If you've connected the EdgeDNS MCP server to Claude, ChatGPT, Gemini, Cursor, or any other AI assistant, you don't need to write any code. Just ask in plain English:

"Use the SPF Check tool to check google.com and explain anything that looks wrong in plain language."

The AI will figure out which tool to call, fill in the right parameters, run it, and then explain the result back to you. No copy-pasting between tabs. No reading raw JSON. No memorizing endpoint names.

Tip:

MCP (Model Context Protocol) access is free on every plan, including the free tier.

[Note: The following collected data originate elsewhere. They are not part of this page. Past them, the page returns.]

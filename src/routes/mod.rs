//! Rutas HTTP
//!
//! Cada recurso expone su propio `Router<AppState>`; `create_router` los
//! compone bajo `/api` junto con CORS y trazas de peticiones.

pub mod alert_routes;
pub mod analytics_routes;
pub mod driver_routes;
pub mod fuel_log_routes;
pub mod maintenance_routes;
pub mod trip_routes;
pub mod vehicle_routes;

use axum::{response::Json, routing::get, Router};
use serde_json::json;
use tower_http::trace::TraceLayer;

use crate::middleware::cors::cors_layer;
use crate::state::AppState;

/// Router completo de la aplicación
pub fn create_router(state: AppState) -> Router {
    let cors = cors_layer(&state.config.cors_origins);

    Router::new()
        .route("/health", get(health))
        .nest("/api/vehicles", vehicle_routes::create_vehicle_router())
        .nest("/api/drivers", driver_routes::create_driver_router())
        .nest("/api/trips", trip_routes::create_trip_router())
        .nest("/api/fuel-logs", fuel_log_routes::create_fuel_log_router())
        .nest("/api/maintenance-logs", maintenance_routes::create_maintenance_router())
        .nest("/api/analytics", analytics_routes::create_analytics_router())
        .nest("/api/alerts", alert_routes::create_alert_router())
        .layer(TraceLayer::new_for_http())
        .layer(cors)
        .with_state(state)
}

/// Liveness
async fn health() -> Json<serde_json::Value> {
    Json(json!({
        "status": "ok",
        "service": env!("CARGO_PKG_NAME"),
        "version": env!("CARGO_PKG_VERSION"),
        "timestamp": chrono::Utc::now().to_rfc3339(),
    }))
}
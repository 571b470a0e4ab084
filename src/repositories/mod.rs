//! Repositorios en memoria
//!
//! Colecciones de entidades y el almacén compartido de la flota.

pub mod entity_store;
pub mod fleet_store;

pub use entity_store::{Entity, EntityStore};
pub use fleet_store::{AlertBook, FleetData, FleetStore};
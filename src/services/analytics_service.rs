//! Servicio de analytics
//!
//! Cada consulta toma un único lock de lectura, así que todas las cifras de
//! una respuesta salen del mismo estado.

use tracing::debug;
use uuid::Uuid;

use crate::models::{FleetMetrics, MonthlyRollupRow, VehicleMetrics};
use crate::repositories::FleetStore;
use crate::services::aggregation::{compute_fleet_metrics, compute_monthly_rollup, find_vehicle_metrics};
use crate::utils::errors::{not_found_error, AppResult};

#[derive(Clone)]
pub struct AnalyticsService {
    store: FleetStore,
}

impl AnalyticsService {
    pub fn new(store: FleetStore) -> Self {
        Self { store }
    }

    pub async fn fleet_metrics(&self) -> FleetMetrics {
        let data = self.store.read().await;
        debug!("Computing fleet metrics over {} vehicles", data.vehicles.len());
        compute_fleet_metrics(
            data.vehicles.all(),
            data.drivers.all(),
            data.trips.all(),
            data.fuel_logs.all(),
            data.maintenance_logs.all(),
        )
    }

    pub async fn vehicle_metrics(&self, vehicle_id: Uuid) -> AppResult<VehicleMetrics> {
        let data = self.store.read().await;
        find_vehicle_metrics(
            vehicle_id,
            data.vehicles.all(),
            data.trips.all(),
            data.fuel_logs.all(),
            data.maintenance_logs.all(),
        )
        .ok_or_else(|| not_found_error("Vehicle", &vehicle_id))
    }

    pub async fn monthly_rollup(&self) -> Vec<MonthlyRollupRow> {
        let data = self.store.read().await;
        compute_monthly_rollup(data.trips.all(), data.fuel_logs.all(), data.maintenance_logs.all())
    }
}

One API key works for both REST and AI — you do not have to choose.

The technical way: call it from code

If you're a developer and want to call the endpoint from a script or your own application, here's the simplest possible example. Replace the placeholder API key with the real one from your dashboard.

bash
# Replace edns_live_YOUR_KEY with your real API key from the dashboard
curl -H "Authorization: Bearer edns_live_YOUR_KEY" \
  "https://api.edgedns.dev/v1/security/spf?domain=google.com"

What you need to provide

There's just one piece of information you need to provide. The table below explains exactly what it is and what a real value looks like.

FieldTypeRequired?What it meansExample

domain

string

Yes

The domain to check SPF (Sender Policy Framework) records for

google.com

What you get back

When you call this tool, you'll get back a JSON object with the fields below. If you're talking to it through an AI assistant, the assistant reads these for you and explains them in plain language — you don't need to memorize them.

FieldTypeWhat you'll see in it

domain

string

The queried domain

spf.found

boolean

Whether an SPF (Sender Policy Framework) record exists

spf.record

string

Raw SPF (Sender Policy Framework) record value

spf.valid

boolean

Whether the SPF (Sender Policy Framework) record is syntactically valid

spf.version

string

SPF (Sender Policy Framework) version (v=spf1)

spf.mechanisms

array

Parsed SPF (Sender Policy Framework) mechanisms with qualifier, type, value, and meaning

spf.includes

array

Included domains (include: mechanisms)

spf.all_qualifier

string

Default policy qualifier: +all, ~all, -all, or ?all

spf.all_meaning

string

Human-readable policy description

spf.dns_lookup_count

number

Total DNS (Domain Name System) lookups required (max 10 per the official internet standard)

spf.exceeds_dns_limit

boolean

Whether the record exceeds the 10-lookup limit

score

number

Security score 0–100

grade

string

Letter grade A–F based on score

recommendations

array

Specific improvement recommendations

Words you might be wondering about

If any words on this page felt like jargon, here's a plain-language version. Click any linked term to read a full beginner-friendly guide.

DNS (Domain Name System) — The internet's address book. When you type a website name, DNS turns it into the actual numeric address computers use to find each other.

SPF (Sender Policy Framework) — A list, published in your DNS, of which servers are allowed to send email pretending to be you. Helps stop spammers from forging your address.

DMARC (Domain-based Message Authentication, Reporting and Conformance) — An email rulebook you publish in your DNS. It tells receiving servers what to do with email that fails SPF or DKIM checks — ignore it, send it to spam, or block it entirely.

CIDR (Classless Inter-Domain Routing) — A shorthand way of describing a range of IP addresses, like 192.168.1.0/24. The number after the slash says how many addresses are in the range.

RFC (Request for Comments) — The official internet standards documents. When someone says 'RFC 8484' they mean a specific numbered standards document — in that case, the one defining DNS over HTTPS.